On the off days I have been doseing CSM-B.
I have been useing the estimative index.
Now the BGA is slowly comeing back (I have been picking it out like crazy) and it is starting to get the best of me.
I do a 50% water change every week.

I don't have my water perameters right at the moment because I am at work. I can get them later tonight and post them when I get home. 

What could I be lacking? Should I dose more KNO3 and KH2P04 right now I am doseing 2.5tbls of KNO3 and 3/4 of a tablespoon of KH2P04. The CSM-B I am doseing 1-tbls on the off days. 

The tank is a 200 gal with alot of fast growing stem plants.
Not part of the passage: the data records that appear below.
//! Environment targets for the overlay

use std::collections::BTreeMap;

use crate::client::{ParameterError, ParameterResult};

/// A flat set of variables the store can read whole and write back
pub trait Environment {
    /// Every variable currently set
    fn vars(&self) -> BTreeMap<String, String>;

    /// Set each variable in `vars`, overwriting existing values
    ///
    /// Either every variable is written or, on error, none is.
    fn set_vars(&mut self, vars: BTreeMap<String, String>) -> ParameterResult<()>;
}

/// The current process environment
///
/// Variables whose name or value is not valid UTF-8 are invisible, as are
/// names `set_var` cannot take back (such as the hidden `=C:` entries on
/// Windows). They are never returned by `vars` and so never written back.
#[derive(Debug, Clone, Copy, Default)]
pub struct ProcessEnvironment;

impl Environment for ProcessEnvironment {
    fn vars(&self) -> BTreeMap<String, String> {
        std::env::vars_os()
            .filter_map(|(key, value)| Some((key.into_string().ok()?, value.into_string().ok()?)))
            .filter(|(key, _)| is_settable_name(key))
            .collect()
    }

    fn set_vars(&mut self, vars: BTreeMap<String, String>) -> ParameterResult<()> {
        if let Some((key, _)) = vars
            .iter()
            .find(|(key, value)| !is_settable_name(key) || value.contains('\0'))
        {
            return Err(ParameterError::UnrepresentableVariable(key.clone()));
        }

        for (key, value) in vars {
            std::env::set_var(key, value);
        }
        Ok(())
    }
}

fn is_settable_name(key: &str) -> bool {
    !key.is_empty() && !key.contains('=') && !key.contains('\0')
}

/// In-memory environment for tests and non-process targets
#[derive(Debug, Clone, Default, PartialEq, Eq)]
pub struct MemoryEnvironment {
    vars: BTreeMap<String, String>,
}

impl MemoryEnvironment {
    pub fn new() -> Self {
        Self::default()
    }

    pub fn get(&self, key: &str) -> Option<&str> {
        self.vars.get(key).map(String::as_str)
    }

    pub fn len(&self) -> usize {
        self.vars.len()
    }

    pub fn is_empty(&self) -> bool {
        self.vars.is_empty()
    }
}

impl<K, V> FromIterator<(K, V)> for MemoryEnvironment
where
    K: Into<String>,
    V: Into<String>,
{
    fn from_iter<I: IntoIterator<Item = (K, V)>>(iter: I) -> Self {
        Self {
            vars: iter.into_iter().map(|(k, v)| (k.into(), v.into())).collect(),
        }
    }
}

impl Environment for MemoryEnvironment {
    fn vars(&self) -> BTreeMap<String, String> {
        self.vars.clone()
    }

    fn set_vars(&mut self, vars: BTreeMap<String, String>) -> ParameterResult<()> {
        self.vars.extend(vars);
        Ok(())
    }
}
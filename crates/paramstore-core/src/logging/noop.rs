//! No-op logger implementation

use super::traits::Logger;

/// A logger that does nothing
///
/// This is what a `Store` uses until `with_logger` is called.
#[derive(Debug, Clone, Copy, Default)]
pub struct NoOpLogger;

impl NoOpLogger {
    pub fn new() -> Self {
        Self
    }
}

impl Logger for NoOpLogger {
    fn debug(&self, _message: &str) {}
    fn info(&self, _message: &str) {}
    fn warn(&self, _message: &str) {}
    fn error(&self, _message: &str) {}
}
//! Parameter clients
//!
//! - `ParameterClient` trait: one batched `fetch` per call
//! - `MemoryParameterClient`: dictionary-backed test double
//! - `SsmParameterClient`: AWS SSM Parameter Store over HTTPS
//! - A registry for creating clients by name from `StoreSettings`

mod traits;
mod memory_client;
mod registry;
pub mod ssm;

pub use traits::{ParameterClient, ParameterError, ParameterMap, ParameterResult};
pub use memory_client::MemoryParameterClient;
pub use registry::{
    register_parameter_client, create_parameter_client, list_parameter_clients,
    has_parameter_client, unregister_parameter_client, ClientDefinition, ClientFactory,
};
pub use ssm::SsmParameterClient;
MAN BEING A TOTAL NEWBIE IS FRUSTRATING.


----------



## Wö£fëñxXx (Dec 2, 2003)

Clownknife said:


> MAN BEING A TOTAL NEWBIE IS FRUSTRATING.


Haha, hang in there..
Along with dosing KN03 you need to up your C02 to 30ppm


----------



## Momotaro (Feb 21, 2003)

> you need to up your CO2 to 30ppm


That seems to be the key! High levels of CO2.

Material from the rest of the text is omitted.